Every serious CAM package — Mastercam, Fusion 360, Esprit, NX CAM, HyperMill, GibbsCAM — opens STEP cleanly. Native files (SolidWorks .sldprt, Inventor .ipt, Creo .prt, CATIA .CATPart) often open too, but only if the shop happens to license the same CAD seat at a compatible version. STEP eliminates that compatibility risk entirely. That is why a precision CNC shop will ask for it before any other format.
Olympus Machining is a U.S.-based precision CNC machine shop located in Hanover, Pennsylvania that quotes new part numbers daily for OEM engineering and procurement teams.
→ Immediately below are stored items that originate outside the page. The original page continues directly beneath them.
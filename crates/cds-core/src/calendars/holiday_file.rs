//! Parser for ISDA-style holiday calendar text files.
//!
//! The format is line-oriented:
//!
//! ```text
//! # comment lines start with '#'
//! MONDAY_ALWAYS_HOLIDAY    (or NOT_ALWAYS_HOLIDAY variants for each weekday)
//! SATURDAY_NOT_ALWAYS_HOLIDAY
//! SUNDAY_NOT_ALWAYS_HOLIDAY
//! 19991225   # one date per line, YYYYMMDD, strictly ascending, after 1601-01-01
//! ```

use std::path::Path;

use chrono::{Datelike, NaiveDate, Weekday};

use super::bitmap::WeekendType;
use super::dynamic::DynamicCalendar;
use crate::error::{CoreError, CoreResult};

const EARLIEST_ALLOWED: i32 = 16_010_101;

/// Parses a holiday file from disk into a named calendar.
///
/// # Errors
///
/// Returns a file error if the file cannot be read, or an invalid-input
/// error if its contents are malformed (unknown sentinel, bad date,
/// non-ascending date list, date before 1601-01-01).
pub fn parse_file(name: &str, path: impl AsRef<Path>) -> CoreResult<DynamicCalendar> {
    let content = std::fs::read_to_string(path.as_ref())
        .map_err(|e| CoreError::file_error(format!("failed to read holiday file: {e}")))?;
    parse_str(name, &content)
}

/// Parses holiday file content already read into memory.
///
/// # Errors
///
/// See [`parse_file`].
pub fn parse_str(name: &str, content: &str) -> CoreResult<DynamicCalendar> {
    let mut weekend_days: std::collections::HashSet<Weekday> =
        [Weekday::Sat, Weekday::Sun].into_iter().collect();
    let mut dates = Vec::new();
    let mut last_serial: Option<i32> = None;

    for raw_line in content.lines() {
        let line = raw_line.split('#').next().unwrap_or("").trim();
        if line.is_empty() {
            continue;
        }

        if let Some(weekday) = sentinel_always_holiday(line) {
            weekend_days.insert(weekday);
            continue;
        }
        if let Some(weekday) = sentinel_not_always_holiday(line) {
            weekend_days.remove(&weekday);
            continue;
        }

        let ymd: i32 = line
            .parse()
            .map_err(|_| CoreError::invalid_input(format!("malformed holiday line: {line}")))?;
        if ymd < EARLIEST_ALLOWED {
            return Err(CoreError::invalid_input(format!(
                "holiday date {ymd} precedes the minimum supported date 1601-01-01"
            )));
        }
        let date = parse_yyyymmdd(ymd)?;
        let serial = date.num_days_from_ce();
        if let Some(last) = last_serial {
            if serial <= last {
                return Err(CoreError::invalid_input(format!(
                    "holiday dates must be strictly ascending; {ymd} is out of order"
                )));
            }
        }
        last_serial = Some(serial);
        dates.push(date);
    }

    let weekend = classify_weekend(&weekend_days)?;
    Ok(DynamicCalendar::from_naive_dates(name, weekend, dates))
}

fn sentinel_always_holiday(line: &str) -> Option<Weekday> {
    match line {
        "MONDAY_ALWAYS_HOLIDAY" => Some(Weekday::Mon),
        "TUESDAY_ALWAYS_HOLIDAY" => Some(Weekday::Tue),
        "WEDNESDAY_ALWAYS_HOLIDAY" => Some(Weekday::Wed),
        "THURSDAY_ALWAYS_HOLIDAY" => Some(Weekday::Thu),
        "FRIDAY_ALWAYS_HOLIDAY" => Some(Weekday::Fri),
        "SATURDAY_ALWAYS_HOLIDAY" => Some(Weekday::Sat),
        "SUNDAY_ALWAYS_HOLIDAY" => Some(Weekday::Sun),
        _ => None,
    }
}

fn sentinel_not_always_holiday(line: &str) -> Option<Weekday> {
    match line {
        "MONDAY_NOT_ALWAYS_HOLIDAY" => Some(Weekday::Mon),
        "TUESDAY_NOT_ALWAYS_HOLIDAY" => Some(Weekday::Tue),
        "WEDNESDAY_NOT_ALWAYS_HOLIDAY" => Some(Weekday::Wed),
        "THURSDAY_NOT_ALWAYS_HOLIDAY" => Some(Weekday::Thu),
        "FRIDAY_NOT_ALWAYS_HOLIDAY" => Some(Weekday::Fri),
        "SATURDAY_NOT_ALWAYS_HOLIDAY" => Some(Weekday::Sat),
        "SUNDAY_NOT_ALWAYS_HOLIDAY" => Some(Weekday::Sun),
        _ => None,
    }
}

fn parse_yyyymmdd(ymd: i32) -> CoreResult<NaiveDate> {
    let year = ymd / 10_000;
    let month = (ymd / 100) % 100;
    let day = ymd % 100;
    NaiveDate::from_ymd_opt(year, month as u32, day as u32)
        .ok_or_else(|| CoreError::invalid_input(format!("invalid holiday date: {ymd}")))
}

fn classify_weekend(days: &std::collections::HashSet<Weekday>) -> CoreResult<WeekendType> {
    use Weekday::{Fri, Sat, Sun, Thu};
    let mut sorted: Vec<Weekday> = days.iter().copied().collect();
    sorted.sort_by_key(Weekday::num_days_from_monday);
    match sorted.as_slice() {
        [] => Ok(WeekendType::None),
        [Sun] => Ok(WeekendType::SundayOnly),
        [Thu, Fri] => Ok(WeekendType::ThursdayFriday),
        [Fri, Sat] => Ok(WeekendType::FridaySaturday),
        [Sat, Sun] => Ok(WeekendType::SaturdaySunday),
        _ => Err(CoreError::invalid_input(
            "unsupported weekend day combination in holiday file",
        )),
    }
}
The single biggest factor in how fast we can return an accurate quote is the file package the customer sends.
CAD file formats ranked for CNC quoting
Not every file a customer sends is usable. Here is how the common formats rank from a machine shop's quoting desk:
- STEP (.step / .stp) — preferred. Neutral, lossless solid geometry. AP214 covers mechanical assemblies; AP242 adds embedded GD&T (PMI). Opens in every CAM system.
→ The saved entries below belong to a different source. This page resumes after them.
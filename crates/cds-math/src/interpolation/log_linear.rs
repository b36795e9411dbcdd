//! Log-linear interpolation.
//!
//! Interpolates the logarithm of values, which is useful for discount factors
//! as it ensures positive values and can produce more stable forward rates.

use crate::error::{MathError, MathResult};
use crate::interpolation::Interpolator;

/// Log-linear interpolation between data points.
///
/// Interpolates the natural logarithm of y values, then exponentiates the result.
/// This is commonly used for discount factor interpolation as it:
/// - Guarantees positive interpolated values
/// - Produces piecewise constant forward rates
///
/// The interpolation formula is:
/// ```text
/// y(x) = exp(linear_interpolate(x, ln(y)))
/// ```
///
/// # Example
///
/// ```rust
/// use cds_math::interpolation::{LogLinearInterpolator, Interpolator};
///
/// // Discount factors at different maturities
/// let times = vec![0.0, 1.0, 2.0, 3.0];
/// let discount_factors = vec![1.0, 0.97, 0.94, 0.91];
///
/// let interp = LogLinearInterpolator::new(times, discount_factors).unwrap();
/// let df = interp.interpolate(1.5).unwrap();
/// assert!(df > 0.0);  // Always positive
/// ```
#[derive(Debug, Clone)]
pub struct LogLinearInterpolator {
    xs: Vec<f64>,
    ys: Vec<f64>,
    /// Precomputed log(y) values
    log_ys: Vec<f64>,
    allow_extrapolation: bool,
}

impl LogLinearInterpolator {
    /// Creates a new log-linear interpolator.
    ///
    /// # Arguments
    ///
    /// * `xs` - X coordinates (must be sorted in ascending order)
    /// * `ys` - Y coordinates (must all be positive)
    ///
    /// # Errors
    ///
    /// Returns an error if:
    /// - There are fewer than 2 points
    /// - Lengths differ
    /// - Any y value is non-positive
    pub fn new(xs: Vec<f64>, ys: Vec<f64>) -> MathResult<Self> {
        if xs.len() < 2 {
            return Err(MathError::insufficient_data(2, xs.len()));
        }
        if xs.len() != ys.len() {
            return Err(MathError::invalid_input(format!(
                "xs and ys must have same length: {} vs {}",
                xs.len(),
                ys.len()
            )));
        }

        // Check that xs are sorted
        for i in 1..xs.len() {
            if xs[i] <= xs[i - 1] {
                return Err(MathError::invalid_input(
                    "x values must be strictly increasing",
                ));
            }
        }

        // Check that all y values are positive and compute log
        let mut log_ys = Vec::with_capacity(ys.len());
        for (i, &y) in ys.iter().enumerate() {
            if y <= 0.0 {
                return Err(MathError::invalid_input(format!(
                    "y[{i}] = {y} is not positive; log-linear requires positive values"
                )));
            }
            log_ys.push(y.ln());
        }

        Ok(Self {
            xs,
            ys,
            log_ys,
            allow_extrapolation: false,
        })
    }

    /// Enables extrapolation beyond the data range.
    #[must_use]
    pub fn with_extrapolation(mut self) -> Self {
        self.allow_extrapolation = true;
        self
    }

    /// Finds the index i such that xs[i] <= x < xs[i+1].
    fn find_segment(&self, x: f64) -> usize {
        match self
            .xs
            .binary_search_by(|probe| probe.partial_cmp(&x).unwrap_or(std::cmp::Ordering::Equal))
        {
            Ok(i) => i.min(self.xs.len() - 2),
            Err(i) => (i.saturating_sub(1)).min(self.xs.len() - 2),
        }
    }

    /// Returns the original y values.
    #[must_use]
    pub fn y_values(&self) -> &[f64] {
        &self.ys
    }
}

impl Interpolator for LogLinearInterpolator {
    fn interpolate(&self, x: f64) -> MathResult<f64> {
        // Check bounds
        if !self.allow_extrapolation && (x < self.xs[0] || x > self.xs[self.xs.len() - 1]) {
            return Err(MathError::ExtrapolationNotAllowed {
                x,
                min: self.xs[0],
                max: self.xs[self.xs.len() - 1],
            });
        }

        let i = self.find_segment(x);

        let x0 = self.xs[i];
        let x1 = self.xs[i + 1];
        let log_y0 = self.log_ys[i];
        let log_y1 = self.log_ys[i + 1];

        // Linear interpolation on log values
        let t = (x - x0) / (x1 - x0);
        let log_y = log_y0 + t * (log_y1 - log_y0);

        Ok(log_y.exp())
    }

    fn derivative(&self, x: f64) -> MathResult<f64> {
        // Check bounds
        if !self.allow_extrapolation && (x < self.xs[0] || x > self.xs[self.xs.len() - 1]) {
            return Err(MathError::ExtrapolationNotAllowed {
                x,
                min: self.xs[0],
                max: self.xs[self.xs.len() - 1],
            });
        }

        let i = self.find_segment(x);

        let x0 = self.xs[i];
        let x1 = self.xs[i + 1];
        let log_y0 = self.log_ys[i];
        let log_y1 = self.log_ys[i + 1];

        // y(x) = exp(log_y0 + t * (log_y1 - log_y0))
        // dy/dx = y(x) * d(log_y)/dx = y(x) * (log_y1 - log_y0) / (x1 - x0)
        let t = (x - x0) / (x1 - x0);
        let log_y = log_y0 + t * (log_y1 - log_y0);
        let y = log_y.exp();
        let d_log_y = (log_y1 - log_y0) / (x1 - x0);

        Ok(y * d_log_y)
    }

    fn allows_extrapolation(&self) -> bool {
        self.allow_extrapolation
    }

    fn min_x(&self) -> f64 {
        self.xs[0]
    }

    fn max_x(&self) -> f64 {
        self.xs[self.xs.len() - 1]
    }
}

#[cfg(test)]
mod tests {
    use super::*;
    use approx::assert_relative_eq;

    #[test]
    fn test_log_linear_through_points() {
        let xs = vec![0.0, 1.0, 2.0, 3.0];
        let ys = vec![1.0, 0.97, 0.94, 0.91];

        let interp = LogLinearInterpolator::new(xs.clone(), ys.clone()).unwrap();

        // Should pass through all data points
        for (x, y) in xs.iter().zip(ys.iter()) {
            assert_relative_eq!(interp.interpolate(*x).unwrap(), *y, epsilon = 1e-10);
        }
    }

    #[test]
    fn test_log_linear_positive_values() {
        let xs = vec![0.0, 1.0, 2.0, 3.0];
        let ys = vec![1.0, 0.5, 0.25, 0.125];

        let interp = LogLinearInterpolator::new(xs, ys).unwrap();

        // All interpolated values should be positive
        for x in [0.0, 0.5, 1.0, 1.5, 2.0, 2.5, 3.0] {
            let y = interp.interpolate(x).unwrap();
            assert!(y > 0.0, "y({}) = {} should be positive", x, y);
        }
    }

    #[test]
    fn test_log_linear_exponential_decay() {
        // For y = exp(-r*t), log-linear should exactly reproduce
        let r: f64 = 0.05;
        let xs = vec![0.0, 1.0, 2.0, 3.0];
        let ys: Vec<f64> = xs.iter().map(|&t: &f64| (-r * t).exp()).collect();

        let interp = LogLinearInterpolator::new(xs, ys).unwrap();

        // Check at intermediate point
        let t = 1.5;
        let expected = (-r * t).exp();
        assert_relative_eq!(interp.interpolate(t).unwrap(), expected, epsilon = 1e-10);
    }

    #[test]
    fn test_log_linear_derivative() {
        // For y = exp(-r*t), dy/dt = -r * exp(-r*t)
        let r: f64 = 0.05;
        let xs = vec![0.0, 1.0, 2.0, 3.0];
        let ys: Vec<f64> = xs.iter().map(|&t: &f64| (-r * t).exp()).collect();

        let interp = LogLinearInterpolator::new(xs, ys).unwrap();

        let t = 1.5;
        let expected_derivative = -r * (-r * t).exp();
        assert_relative_eq!(
            interp.derivative(t).unwrap(),
            expected_derivative,
            epsilon = 1e-10
        );
    }

    #[test]
    fn test_log_linear_rejects_non_positive() {
        let xs = vec![0.0, 1.0, 2.0];
        let ys = vec![1.0, 0.0, -1.0]; // Contains non-positive values

        assert!(LogLinearInterpolator::new(xs, ys).is_err());
    }

    #[test]
    fn test_log_linear_extrapolation_disabled() {
        let xs = vec![0.0, 1.0, 2.0];
        let ys = vec![1.0, 0.9, 0.8];

        let interp = LogLinearInterpolator::new(xs, ys).unwrap();

        assert!(interp.interpolate(-0.5).is_err());
        assert!(interp.interpolate(2.5).is_err());
    }

    #[test]
    fn test_log_linear_extrapolation_enabled() {
        let xs = vec![0.0, 1.0, 2.0];
        let ys = vec![1.0, 0.9, 0.81];

        let interp = LogLinearInterpolator::new(xs, ys)
            .unwrap()
            .with_extrapolation();

        // Should allow extrapolation and produce positive values
        let y_left = interp.interpolate(-0.5).unwrap();
        let y_right = interp.interpolate(2.5).unwrap();

        assert!(y_left > 0.0);
        assert!(y_right > 0.0);
    }

    #[test]
    fn test_log_linear_discount_factors() {
        // Realistic discount factor curve
        let times = vec![0.25, 0.5, 1.0, 2.0, 3.0, 5.0];
        let dfs = vec![0.9975, 0.9950, 0.9901, 0.9802, 0.9706, 0.9512];

        let interp = LogLinearInterpolator::new(times.clone(), dfs.clone()).unwrap();

        // Interpolated values should be monotonically decreasing
        let mut prev = interp.interpolate(times[0]).unwrap();
        for t in [0.3, 0.75, 1.5, 2.5, 4.0] {
            let current = interp.interpolate(t).unwrap();
            assert!(
                current < prev,
                "DF should decrease: DF({}) = {} should be < {}",
                t,
                current,
                prev
            );
            prev = current;
        }
    }
}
- Native CAD (.sldprt, .ipt, .prt, .CATPart) — usable if compatible. Often opens in modern CAM but version mismatches are common. Always pair with a STEP export.
- Parasolid (.x_t / .x_b) — equivalent to STEP for most shops. A neutral solid format; fine as a primary file. Pair with a 2D drawing.
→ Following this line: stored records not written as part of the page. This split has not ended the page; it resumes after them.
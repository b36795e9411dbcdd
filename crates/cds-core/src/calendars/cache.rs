//! Process-wide cache of named holiday calendars.
//!
//! Calendars are looked up by name (case-insensitive) and loaded lazily
//! from holiday files on first use. Two standard calendars — `NONE` (no
//! holidays at all) and `NO_WEEKENDS` (no holidays, no weekend mask) —
//! are always present and cannot be purged.

use std::collections::HashMap;
use std::path::Path;

use once_cell::sync::Lazy;
use parking_lot::RwLock;

use super::bitmap::WeekendType;
use super::dynamic::DynamicCalendar;
use crate::error::{CoreError, CoreResult};

/// Name of the calendar with no holidays and the standard Saturday/Sunday
/// weekend mask.
pub const STANDARD_WEEKEND_ONLY: &str = "NONE";
/// Name of the calendar with no holidays and no weekend mask at all.
pub const NO_WEEKENDS: &str = "NO_WEEKENDS";

static CACHE: Lazy<RwLock<HashMap<String, DynamicCalendar>>> = Lazy::new(|| {
    let mut map = HashMap::new();
    map.insert(
        STANDARD_WEEKEND_ONLY.to_string(),
        DynamicCalendar::new(STANDARD_WEEKEND_ONLY, WeekendType::SaturdaySunday),
    );
    map.insert(
        NO_WEEKENDS.to_string(),
        DynamicCalendar::new(NO_WEEKENDS, WeekendType::None),
    );
    RwLock::new(map)
});

fn key(name: &str) -> String {
    name.trim().to_ascii_uppercase()
}

/// Registers (or replaces) a calendar under the given name.
pub fn register(name: &str, calendar: DynamicCalendar) {
    CACHE.write().insert(key(name), calendar);
}

/// Returns a clone of the calendar registered under `name`, if any.
#[must_use]
pub fn get(name: &str) -> Option<DynamicCalendar> {
    CACHE.read().get(&key(name)).cloned()
}

/// Loads a calendar from a holiday file and registers it under `name`,
/// unless a calendar with that name is already cached.
///
/// # Errors
///
/// Returns an error if the file cannot be read or parsed.
pub fn load_or_get(name: &str, path: impl AsRef<Path>) -> CoreResult<DynamicCalendar> {
    if let Some(existing) = get(name) {
        return Ok(existing);
    }
    let calendar = super::holiday_file::parse_file(name, path)?;
    register(name, calendar.clone());
    Ok(calendar)
}

/// Removes every cached calendar except the two standard ones.
pub fn purge_except_standards() {
    let mut guard = CACHE.write();
    guard.retain(|k, _| k == STANDARD_WEEKEND_ONLY || k == NO_WEEKENDS);
}

/// Returns the number of calendars currently cached.
#[must_use]
pub fn len() -> usize {
    CACHE.read().len()
}

/// Looks up a calendar by name, returning an error if it is not cached.
///
/// # Errors
///
/// Returns `CoreError::InvalidInput` if no calendar is registered under
/// `name`.
pub fn require(name: &str) -> CoreResult<DynamicCalendar> {
    get(name).ok_or_else(|| CoreError::invalid_input(format!("unknown calendar: {name}")))
}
- IGES (.igs / .iges) — legacy, surface-based. Still readable but often imports as disconnected surfaces, not a solid. Acceptable as a backup; STEP is preferred.
- 2D DXF / DWG — only for sheet-metal flat patterns and 2.5D profiles. Not sufficient for 3-axis or 5-axis milled parts.
- STL (.stl) — not acceptable for machining. STL is a triangulated mesh approximation for 3D printing. Holes become faceted polygons, cylinders become 24-sided prisms, and tolerances cannot be enforced. A shop cannot quote a precision machined part from STL alone.
- PDF or screenshots only — not quotable. Without a 3D model, the shop must reverse-engineer geometry from dimensioned views, which adds engineering time and risk to the quote.
Why STL files are the most common quoting bottleneck
STL is the file format engineers most often send by mistake because it is the default export for desktop 3D printers and many parametric modelers' "share" buttons. The format stores a part as a closed mesh of triangles — an approximation of the true surface. For a printed prototype that is acceptable; for a machined production part it is not.
Three specific problems make STL unsuitable for CNC quoting:
- Lost analytical features. A ∅0.250″ reamed hole exported as STL becomes a polygon ring of 32 or 64 triangles. The CAM system cannot recognize it as a hole, so it cannot select the correct drill, reamer, or boring cycle.
- Lost tolerance intent. Mesh deviation from the true surface (often 0.003″–0.010″ depending on export settings) exceeds typical machining tolerances. There is no way to inspect a machined part back to an STL with any meaningful accuracy.
- Lost edges. Filleted edges, chamfers, and tangent transitions blend into faceted strips. Tool selection and toolpath generation degrade accordingly.
When a quote desk receives an STL with no other files, the result is always the same: a request back to the customer for a STEP file and a drawing. That round trip costs one to three business days before quoting can even begin.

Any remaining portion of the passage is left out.